This type of wrinkling of the skin happens due to digital vasoconstriction, which is a process of narrowing of blood vessels. When the hand is soaked in water, the nerve fiber in the skin shrinks and the body temperature regulator (glomus bodies in the skin) in the hand loses its volume. Thus the epidermis of the skin is pulled downward, forming wrinkles. At present, the role of digital vasoconstriction is under investigation.

Why not in other Parts?

When will it not happen?

Wrinkling will not happen to a finger or toe that has a sympathetic nerve cut, even if you soak them for the whole day. This is due to the nerve function loss that happens due to the cut.

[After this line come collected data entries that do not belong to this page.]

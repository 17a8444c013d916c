use std::fmt;
use std::ops::Range;

use codespan_reporting::diagnostic::{Diagnostic, Label, Severity};

/// A statement that matched none of the recognised shapes.
#[derive(Debug, Clone)]
pub struct ParseError {
    pub message: String,
    /// Text of the offending statement.
    pub statement: String,
    pub span: Range<usize>,
    pub file_id: usize,
    pub severity: Severity,
    pub notes: Vec<String>,
}

impl ParseError {
    pub fn error(
        message: impl Into<String>,
        statement: impl Into<String>,
        span: Range<usize>,
        file_id: usize,
    ) -> Self {
        ParseError {
            message: message.into(),
            statement: statement.into(),
            span,
            file_id,
            severity: Severity::Error,
            notes: Vec::new(),
        }
    }

    pub fn with_note(mut self, note: impl Into<String>) -> Self {
        self.notes.push(note.into());
        self
    }

    /// Convert to a codespan-reporting Diagnostic for display.
    pub fn to_diagnostic(&self) -> Diagnostic<usize> {
        Diagnostic::new(self.severity)
            .with_message(&self.message)
            .with_labels(vec![
                Label::primary(self.file_id, self.span.clone()).with_message("unrecognised statement"),
            ])
            .with_notes(self.notes.clone())
    }
}

impl fmt::Display for ParseError {
    fn fmt(&self, f: &mut fmt::Formatter<'_>) -> fmt::Result {
        f.write_str(&self.message)
    }
}

impl std::error::Error for ParseError {}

People with other disorders or those with replanted amputated fingers that has resulted in nerve function loss will also show no wrinkling after soaking the fingers in water.

Advantage of wrinkled skin

Initially, it was thought that due to wrinkly skin, the sensitivity of the fingertip is reduced and damage to skin is increased.

In a recent study conducted on a sample population in three different contexts - normal, dry, and wrinkly hands (formed from soaking in warm water for 30 min), the participants were able to pick up wet marbles more quickly with wrinkled fingers. The study concluded that wrinkled fingers provide a better grip for holding objects.

A similar effect in the toes gives us a better grip while walking in the rain.

Studies also state that wrinkled fingers might have served an added advantage for our human ancestors to collect wet vegetables and food from streams.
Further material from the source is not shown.